Data for review START
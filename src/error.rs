//! Definition of the highlighter's error and result.

use std::sync::PoisonError;

use thiserror::Error;

/// The library's failure based error enum
#[derive(Debug, Error)]
pub enum HighlightError {
    /// The token stream of the current document could not be read.
    ///
    /// Only the highlighting of the current document is aborted; callers
    /// typically fall back to displaying the untouched text.
    #[error("Failed to read the token stream: '{0}'")]
    TokenStream(String),
    /// Invalid argument was passed by the user.
    #[error("An invalid argument was passed: '{0}'")]
    InvalidArgument(String),
    /// Highlight options could not be deserialized.
    #[error("Failed to deserialize highlight options: '{0}'")]
    Deserialization(#[from] serde_json::Error),
    /// A thread holding the lock panicked and poisoned the lock.
    #[error("A thread holding the lock panicked and poisoned the lock")]
    Poisoned,
}

impl<Guard> From<PoisonError<Guard>> for HighlightError {
    fn from(_: PoisonError<Guard>) -> HighlightError {
        HighlightError::Poisoned
    }
}

impl From<regex::Error> for HighlightError {
    fn from(error: regex::Error) -> HighlightError {
        HighlightError::InvalidArgument(format!("Invalid pattern. {error}"))
    }
}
Data for review END
• Task goal:
Filter on the word "Guard": copy each matching line from the entries above.

• Reply:
impl<Guard> From<PoisonError<Guard>> for HighlightError {
    fn from(_: PoisonError<Guard>) -> HighlightError {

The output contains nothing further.